What to produce:
Please return only the lines from the one holding "filename backend/rust-api/src/metrics.rs" through the one holding "pub static ref CACHE_OPERATIONS_TOTAL: IntCounterVec", exactly as they appear in the records below, both ends included.

(Collected data entries)
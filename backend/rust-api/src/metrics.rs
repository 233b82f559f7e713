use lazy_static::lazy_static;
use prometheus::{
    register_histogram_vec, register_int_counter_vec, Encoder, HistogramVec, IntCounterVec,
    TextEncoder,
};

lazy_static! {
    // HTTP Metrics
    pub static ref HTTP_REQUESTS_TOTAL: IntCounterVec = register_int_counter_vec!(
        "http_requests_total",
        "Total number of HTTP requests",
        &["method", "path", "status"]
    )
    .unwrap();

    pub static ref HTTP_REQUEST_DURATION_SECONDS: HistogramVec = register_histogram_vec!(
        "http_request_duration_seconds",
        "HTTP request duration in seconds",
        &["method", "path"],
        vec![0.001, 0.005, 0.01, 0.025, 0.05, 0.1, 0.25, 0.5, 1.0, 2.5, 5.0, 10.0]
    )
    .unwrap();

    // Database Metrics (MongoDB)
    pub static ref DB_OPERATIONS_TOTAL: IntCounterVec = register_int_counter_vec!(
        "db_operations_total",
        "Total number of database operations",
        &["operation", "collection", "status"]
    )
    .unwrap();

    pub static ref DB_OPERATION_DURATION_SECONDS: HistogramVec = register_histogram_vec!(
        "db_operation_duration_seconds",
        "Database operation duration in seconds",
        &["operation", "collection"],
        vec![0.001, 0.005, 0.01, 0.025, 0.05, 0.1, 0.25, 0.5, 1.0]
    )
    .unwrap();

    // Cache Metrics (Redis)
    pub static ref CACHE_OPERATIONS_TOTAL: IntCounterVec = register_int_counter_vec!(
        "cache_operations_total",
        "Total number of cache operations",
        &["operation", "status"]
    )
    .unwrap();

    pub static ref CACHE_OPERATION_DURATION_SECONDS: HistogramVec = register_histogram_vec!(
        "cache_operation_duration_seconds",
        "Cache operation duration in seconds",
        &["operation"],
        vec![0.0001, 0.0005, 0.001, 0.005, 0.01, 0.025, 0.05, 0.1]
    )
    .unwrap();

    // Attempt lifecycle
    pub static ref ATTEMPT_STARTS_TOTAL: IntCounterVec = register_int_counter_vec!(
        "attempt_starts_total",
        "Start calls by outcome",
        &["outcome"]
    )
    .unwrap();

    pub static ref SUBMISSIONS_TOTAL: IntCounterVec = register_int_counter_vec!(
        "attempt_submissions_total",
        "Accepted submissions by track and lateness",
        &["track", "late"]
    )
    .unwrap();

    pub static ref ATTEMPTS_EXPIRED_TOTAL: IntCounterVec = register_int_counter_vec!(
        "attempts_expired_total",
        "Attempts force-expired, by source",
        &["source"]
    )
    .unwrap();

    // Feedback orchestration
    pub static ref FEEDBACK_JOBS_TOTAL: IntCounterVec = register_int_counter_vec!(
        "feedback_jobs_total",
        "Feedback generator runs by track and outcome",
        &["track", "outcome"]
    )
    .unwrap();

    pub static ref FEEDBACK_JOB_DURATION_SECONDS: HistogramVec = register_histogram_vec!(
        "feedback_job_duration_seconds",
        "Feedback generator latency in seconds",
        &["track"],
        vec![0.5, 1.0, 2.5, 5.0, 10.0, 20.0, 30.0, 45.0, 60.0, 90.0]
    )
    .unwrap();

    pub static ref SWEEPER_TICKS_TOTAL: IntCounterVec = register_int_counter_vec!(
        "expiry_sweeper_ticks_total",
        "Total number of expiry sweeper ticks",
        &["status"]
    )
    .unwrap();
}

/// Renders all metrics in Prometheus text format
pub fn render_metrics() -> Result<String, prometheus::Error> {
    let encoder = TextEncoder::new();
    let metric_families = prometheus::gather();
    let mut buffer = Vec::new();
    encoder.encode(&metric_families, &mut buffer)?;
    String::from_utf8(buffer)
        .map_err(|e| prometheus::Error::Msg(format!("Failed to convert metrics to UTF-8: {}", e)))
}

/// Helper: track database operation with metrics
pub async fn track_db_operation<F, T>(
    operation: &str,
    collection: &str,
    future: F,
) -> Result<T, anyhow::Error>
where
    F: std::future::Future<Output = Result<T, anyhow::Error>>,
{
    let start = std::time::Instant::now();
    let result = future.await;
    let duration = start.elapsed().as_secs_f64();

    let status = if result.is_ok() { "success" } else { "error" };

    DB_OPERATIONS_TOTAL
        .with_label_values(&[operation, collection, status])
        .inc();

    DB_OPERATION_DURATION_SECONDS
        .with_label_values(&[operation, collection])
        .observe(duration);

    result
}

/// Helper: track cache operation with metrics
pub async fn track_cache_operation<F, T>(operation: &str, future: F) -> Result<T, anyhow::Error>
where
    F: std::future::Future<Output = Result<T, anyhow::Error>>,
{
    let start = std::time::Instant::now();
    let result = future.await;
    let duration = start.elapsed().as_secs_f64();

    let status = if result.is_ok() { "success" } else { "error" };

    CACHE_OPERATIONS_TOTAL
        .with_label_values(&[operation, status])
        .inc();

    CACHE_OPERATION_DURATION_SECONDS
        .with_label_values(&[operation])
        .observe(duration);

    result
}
---
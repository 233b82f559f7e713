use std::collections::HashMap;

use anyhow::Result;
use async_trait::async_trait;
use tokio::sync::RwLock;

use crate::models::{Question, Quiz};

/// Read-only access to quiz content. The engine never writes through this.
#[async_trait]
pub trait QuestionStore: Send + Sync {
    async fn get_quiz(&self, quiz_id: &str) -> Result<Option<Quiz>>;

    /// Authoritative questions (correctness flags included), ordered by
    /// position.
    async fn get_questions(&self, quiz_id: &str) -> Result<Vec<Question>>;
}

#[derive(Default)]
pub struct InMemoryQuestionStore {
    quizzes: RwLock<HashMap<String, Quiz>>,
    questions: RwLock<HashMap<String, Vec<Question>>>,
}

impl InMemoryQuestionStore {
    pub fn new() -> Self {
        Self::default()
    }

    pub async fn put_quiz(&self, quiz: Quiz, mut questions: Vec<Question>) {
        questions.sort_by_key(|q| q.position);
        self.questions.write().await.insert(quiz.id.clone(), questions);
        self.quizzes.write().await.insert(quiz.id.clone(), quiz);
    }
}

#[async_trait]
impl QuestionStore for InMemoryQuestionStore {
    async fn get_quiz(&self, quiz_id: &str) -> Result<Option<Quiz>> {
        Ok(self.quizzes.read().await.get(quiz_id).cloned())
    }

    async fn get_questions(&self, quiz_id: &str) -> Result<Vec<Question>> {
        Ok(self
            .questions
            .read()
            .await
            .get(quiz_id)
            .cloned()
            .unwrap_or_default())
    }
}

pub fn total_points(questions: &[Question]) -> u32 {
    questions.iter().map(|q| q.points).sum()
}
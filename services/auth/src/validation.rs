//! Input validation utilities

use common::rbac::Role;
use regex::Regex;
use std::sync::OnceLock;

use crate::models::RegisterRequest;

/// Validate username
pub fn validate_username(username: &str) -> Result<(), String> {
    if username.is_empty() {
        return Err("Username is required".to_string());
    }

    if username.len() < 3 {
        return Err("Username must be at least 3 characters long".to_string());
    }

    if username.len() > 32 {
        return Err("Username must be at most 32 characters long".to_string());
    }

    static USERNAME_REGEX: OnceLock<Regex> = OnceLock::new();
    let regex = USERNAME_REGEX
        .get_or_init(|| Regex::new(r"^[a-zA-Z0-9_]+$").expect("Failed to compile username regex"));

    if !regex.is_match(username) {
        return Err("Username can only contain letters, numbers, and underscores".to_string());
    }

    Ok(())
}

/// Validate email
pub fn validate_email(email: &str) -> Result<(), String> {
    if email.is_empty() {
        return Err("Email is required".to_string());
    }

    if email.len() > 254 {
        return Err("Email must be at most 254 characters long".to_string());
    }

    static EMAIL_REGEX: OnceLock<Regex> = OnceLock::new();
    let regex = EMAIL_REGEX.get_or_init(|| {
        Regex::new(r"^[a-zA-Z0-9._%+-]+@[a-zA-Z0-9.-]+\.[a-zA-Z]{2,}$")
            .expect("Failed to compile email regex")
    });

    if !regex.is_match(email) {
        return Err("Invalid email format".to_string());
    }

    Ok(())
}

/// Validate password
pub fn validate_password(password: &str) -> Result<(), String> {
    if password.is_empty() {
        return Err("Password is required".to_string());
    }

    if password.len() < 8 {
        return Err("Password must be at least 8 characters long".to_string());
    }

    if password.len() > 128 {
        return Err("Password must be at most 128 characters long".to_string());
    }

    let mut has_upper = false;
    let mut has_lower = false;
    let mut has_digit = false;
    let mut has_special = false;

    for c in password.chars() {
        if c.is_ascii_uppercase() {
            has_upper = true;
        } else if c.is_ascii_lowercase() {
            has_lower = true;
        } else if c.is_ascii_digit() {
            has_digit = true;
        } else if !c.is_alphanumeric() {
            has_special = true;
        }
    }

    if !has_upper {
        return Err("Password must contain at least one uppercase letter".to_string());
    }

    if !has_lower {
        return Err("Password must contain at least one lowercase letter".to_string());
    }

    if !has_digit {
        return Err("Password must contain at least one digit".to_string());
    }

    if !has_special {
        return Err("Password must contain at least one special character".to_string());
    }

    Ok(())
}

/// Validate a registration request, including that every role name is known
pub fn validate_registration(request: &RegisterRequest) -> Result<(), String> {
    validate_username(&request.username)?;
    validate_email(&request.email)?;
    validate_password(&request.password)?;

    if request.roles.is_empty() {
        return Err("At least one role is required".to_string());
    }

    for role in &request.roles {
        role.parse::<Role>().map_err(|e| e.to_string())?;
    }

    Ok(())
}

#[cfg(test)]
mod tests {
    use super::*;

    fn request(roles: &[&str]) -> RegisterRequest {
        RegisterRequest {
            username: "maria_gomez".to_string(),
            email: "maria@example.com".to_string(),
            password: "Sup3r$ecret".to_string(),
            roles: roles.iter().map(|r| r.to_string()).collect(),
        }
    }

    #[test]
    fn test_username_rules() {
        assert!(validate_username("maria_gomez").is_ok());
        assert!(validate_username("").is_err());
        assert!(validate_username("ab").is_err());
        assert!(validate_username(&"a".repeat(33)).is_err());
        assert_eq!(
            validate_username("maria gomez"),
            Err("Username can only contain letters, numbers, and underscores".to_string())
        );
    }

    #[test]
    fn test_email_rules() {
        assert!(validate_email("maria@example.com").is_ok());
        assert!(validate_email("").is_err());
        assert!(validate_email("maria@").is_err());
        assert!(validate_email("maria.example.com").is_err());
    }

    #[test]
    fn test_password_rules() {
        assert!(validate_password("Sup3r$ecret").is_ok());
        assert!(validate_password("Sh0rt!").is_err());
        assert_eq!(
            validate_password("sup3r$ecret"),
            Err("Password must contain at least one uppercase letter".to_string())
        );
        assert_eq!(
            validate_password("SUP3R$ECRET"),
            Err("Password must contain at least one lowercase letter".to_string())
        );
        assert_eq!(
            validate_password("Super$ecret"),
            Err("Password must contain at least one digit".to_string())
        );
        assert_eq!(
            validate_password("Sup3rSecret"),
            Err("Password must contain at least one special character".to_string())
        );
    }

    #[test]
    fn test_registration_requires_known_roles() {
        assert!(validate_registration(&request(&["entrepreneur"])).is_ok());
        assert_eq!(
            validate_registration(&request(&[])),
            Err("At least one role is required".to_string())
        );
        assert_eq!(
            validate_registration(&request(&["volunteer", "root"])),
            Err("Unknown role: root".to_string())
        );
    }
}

Response below:
filename backend/rust-api/src/metrics.rs
repository 233b82f559f7e713
use lazy_static::lazy_static;
use prometheus::{
    register_histogram_vec, register_int_counter_vec, Encoder, HistogramVec, IntCounterVec,
    TextEncoder,
};

lazy_static! {
    // HTTP Metrics
    pub static ref HTTP_REQUESTS_TOTAL: IntCounterVec = register_int_counter_vec!(
        "http_requests_total",
        "Total number of HTTP requests",
        &["method", "path", "status"]
    )
    .unwrap();

    pub static ref HTTP_REQUEST_DURATION_SECONDS: HistogramVec = register_histogram_vec!(
        "http_request_duration_seconds",
        "HTTP request duration in seconds",
        &["method", "path"],
        vec![0.001, 0.005, 0.01, 0.025, 0.05, 0.1, 0.25, 0.5, 1.0, 2.5, 5.0, 10.0]
    )
    .unwrap();

    // Database Metrics (MongoDB)
    pub static ref DB_OPERATIONS_TOTAL: IntCounterVec = register_int_counter_vec!(
        "db_operations_total",
        "Total number of database operations",
        &["operation", "collection", "status"]
    )
    .unwrap();

    pub static ref DB_OPERATION_DURATION_SECONDS: HistogramVec = register_histogram_vec!(
        "db_operation_duration_seconds",
        "Database operation duration in seconds",
        &["operation", "collection"],
        vec![0.001, 0.005, 0.01, 0.025, 0.05, 0.1, 0.25, 0.5, 1.0]
    )
    .unwrap();

    // Cache Metrics (Redis)
    pub static ref CACHE_OPERATIONS_TOTAL: IntCounterVec = register_int_counter_vec!(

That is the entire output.